N‐Propargylic β‐enaminones in breast cancer cells: Cytotoxicity, apoptosis, and cell cycle analyses

Abstract

AbstractBreast cancer is one of the most common cancers worldwide and the discovery of new cytotoxic agents is needed. Enaminones are regarded to be a significant structural motif that is found in a variety of pharmacologically active compounds however the number of studies investigating the anticancer activities of N‐propargylic β‐enaminones (NPEs) is limited. Herein we investigated the potential cytotoxic and apoptotic effects of 23 different NPEs (1‐23) on human breast cancer cells. Cytotoxicity was evaluated via MTT assay.
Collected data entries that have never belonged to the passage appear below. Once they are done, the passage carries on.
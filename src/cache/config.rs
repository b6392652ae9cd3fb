//! Cache configuration.
//!
//! Durations are carried as milliseconds on the wire so YAML configs stay
//! plain numbers.

use std::path::{Path, PathBuf};
use std::time::Duration;

use serde::{Deserialize, Serialize};

use crate::analytics::AlertThresholds;
use crate::error::CacheError;
use crate::similarity::SimilarityConfig;

pub const DEFAULT_MAX_CACHE_SIZE: u64 = 100 * 1024 * 1024;
pub const DEFAULT_MAX_ENTRIES: usize = 1000;
pub const DEFAULT_TTL: Duration = Duration::from_secs(24 * 60 * 60);
pub const DEFAULT_CLEANUP_INTERVAL: Duration = Duration::from_secs(60 * 60);

/// Top-level cache configuration.
#[derive(Debug, Clone, Serialize, Deserialize)]
#[serde(default, deny_unknown_fields)]
pub struct CacheConfig {
    /// Directory holding `metadata.json` and the `entries/` payload files.
    pub cache_dir: PathBuf,
    /// Byte ceiling across all live entries.
    pub max_cache_size: u64,
    /// Entry-count ceiling.
    pub max_entries: usize,
    /// Lifetime applied to entries stored without an explicit ttl.
    #[serde(with = "duration_ms")]
    pub default_ttl: Duration,
    /// Convenience knob that overrides `similarity.threshold` when set.
    #[serde(skip_serializing_if = "Option::is_none")]
    pub similarity_threshold: Option<f64>,
    /// Gzip entry payloads on disk.
    pub compression_enabled: bool,
    /// Run the periodic cleanup task.
    pub background_cleanup: bool,
    #[serde(with = "duration_ms")]
    pub cleanup_interval: Duration,
    pub enable_analytics: bool,
    /// Queries whose keys are precomputed at startup and by `warm_cache`.
    #[serde(skip_serializing_if = "Vec::is_empty")]
    pub warmup_queries: Vec<String>,
    pub similarity: SimilarityConfig,
    pub alert_thresholds: AlertThresholds,
}

impl Default for CacheConfig {
    fn default() -> Self {
        Self {
            cache_dir: PathBuf::from(".ai-cache"),
            max_cache_size: DEFAULT_MAX_CACHE_SIZE,
            max_entries: DEFAULT_MAX_ENTRIES,
            default_ttl: DEFAULT_TTL,
            similarity_threshold: None,
            compression_enabled: false,
            background_cleanup: true,
            cleanup_interval: DEFAULT_CLEANUP_INTERVAL,
            enable_analytics: true,
            warmup_queries: Vec::new(),
            similarity: SimilarityConfig::default(),
            alert_thresholds: AlertThresholds::default(),
        }
    }
}

impl CacheConfig {
    pub fn new(cache_dir: impl Into<PathBuf>) -> Self {
        Self {
            cache_dir: cache_dir.into(),
            ..Self::default()
        }
    }

    pub fn with_max_cache_size(mut self, bytes: u64) -> Self {
        self.max_cache_size = bytes;
        self
    }

    pub fn with_max_entries(mut self, count: usize) -> Self {
        self.max_entries = count;
        self
    }

    pub fn with_default_ttl(mut self, ttl: Duration) -> Self {
        self.default_ttl = ttl;
        self
    }

    pub fn with_similarity_threshold(mut self, threshold: f64) -> Self {
        self.similarity_threshold = Some(threshold);
        self
    }

    pub fn with_compression(mut self, enabled: bool) -> Self {
        self.compression_enabled = enabled;
        self
    }

    pub fn with_background_cleanup(mut self, enabled: bool) -> Self {
        self.background_cleanup = enabled;
        self
    }

    pub fn with_cleanup_interval(mut self, interval: Duration) -> Self {
        self.cleanup_interval = interval;
        self
    }

    pub fn with_analytics(mut self, enabled: bool) -> Self {
        self.enable_analytics = enabled;
        self
    }

    pub fn with_warmup_queries(mut self, queries: Vec<String>) -> Self {
        self.warmup_queries = queries;
        self
    }

    pub fn with_similarity(mut self, similarity: SimilarityConfig) -> Self {
        self.similarity = similarity;
        self
    }

    pub fn with_alert_thresholds(mut self, thresholds: AlertThresholds) -> Self {
        self.alert_thresholds = thresholds;
        self
    }

    /// Similarity config with the top-level threshold knob folded in.
    pub fn effective_similarity(&self) -> SimilarityConfig {
        let mut similarity = self.similarity.clone();
        if let Some(threshold) = self.similarity_threshold {
            similarity.threshold = threshold;
        }
        similarity
    }

    /// Checks every field the constructor relies on. The only raise the
    /// public surface permits happens here.
    pub fn validate(&self) -> Result<(), CacheError> {
        if self.cache_dir.as_os_str().is_empty() {
            return Err(CacheError::configuration_field(
                "cache_dir must not be empty",
                "cache_dir",
            ));
        }
        if self.max_cache_size == 0 {
            return Err(CacheError::configuration_field(
                "max_cache_size must be positive",
                "max_cache_size",
            ));
        }
        if self.max_entries == 0 {
            return Err(CacheError::configuration_field(
                "max_entries must be positive",
                "max_entries",
            ));
        }
        if self.default_ttl.is_zero() {
            return Err(CacheError::configuration_field(
                "default_ttl must be positive",
                "default_ttl",
            ));
        }
        if self.cleanup_interval.is_zero() {
            return Err(CacheError::configuration_field(
                "cleanup_interval must be positive",
                "cleanup_interval",
            ));
        }
        if let Some(threshold) = self.similarity_threshold {
            if !(0.0..=1.0).contains(&threshold) {
                return Err(CacheError::configuration_field(
                    format!("similarity_threshold {} outside [0, 1]", threshold),
                    "similarity_threshold",
                ));
            }
        }
        self.effective_similarity().validate()?;
        self.alert_thresholds.validate()?;
        Ok(())
    }

    /// Parses a YAML config document.
    pub fn from_yaml_str(content: &str) -> Result<Self, CacheError> {
        serde_yaml::from_str::<Self>(content).map_err(|e| {
            let msg = e.to_string();
            // Structural mismatches surface as configuration errors; syntax
            // and encoding problems stay file errors.
            let looks_structural = msg.contains("unknown field")
                || msg.contains("missing field")
                || msg.contains("invalid type")
                || msg.contains("invalid value");
            if looks_structural {
                CacheError::configuration(format!("invalid cache config: {}", msg))
            } else {
                CacheError::ConfigFile {
                    path: PathBuf::from("<inline>"),
                    detail: msg,
                }
            }
        })
    }

    /// Reads and parses a YAML config file.
    pub fn from_yaml_file(path: impl AsRef<Path>) -> Result<Self, CacheError> {
        let path = path.as_ref();
        let content = std::fs::read_to_string(path).map_err(|e| CacheError::ConfigFile {
            path: path.to_path_buf(),
            detail: e.to_string(),
        })?;
        Self::from_yaml_str(&content).map_err(|e| match e {
            CacheError::ConfigFile { detail, .. } => CacheError::ConfigFile {
                path: path.to_path_buf(),
                detail,
            },
            other => other,
        })
    }
}

mod duration_ms {
    use serde::{Deserialize, Deserializer, Serializer};
    use std::time::Duration;

    pub fn serialize<S: Serializer>(value: &Duration, serializer: S) -> Result<S::Ok, S::Error> {
        serializer.serialize_u64(value.as_millis() as u64)
    }

    pub fn deserialize<'de, D: Deserializer<'de>>(deserializer: D) -> Result<Duration, D::Error> {
        let ms = u64::deserialize(deserializer)?;
        Ok(Duration::from_millis(ms))
    }
}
Apoptotic cell death and cell cycle distributions were investigated by flow cytometry. CM‐H2DCFDA dye was used to evaluate cellular ROS levels. Expression levels of Bcl‐2, Bax, p21, and Cyclin D1 were measured by quantitative real‐time PCR. ADME properties were calculated using the ADMET 2.0 tool. NPEs 4, 9, 16, and 21 showed selective cytotoxic activity against breast cancer cells with SI values >2. NPEs induced apoptosis and caused significant changes in Bcl‐2 and Bax mRNA levels. The cell cycle was arrested at the G0/G1 phase and levels of p21 and Cyclin D1 were upregulated in both breast cancer cells. ROS levels were significantly increased by NPEs, suggesting that the cytotoxic and apoptotic effects of NPEs were mediated by ROS. ADME analysis revealed that NPEs showed favorable distributions in both breast cancer cell lines, meaning good lipophilicity values, low unfractionated values, and high bioavailability. Therefore, these potential anticancer compounds should be further validated by in vivo studies for their appropriate function in human health with a safety profile, and a comprehensive drug interaction study should be performed.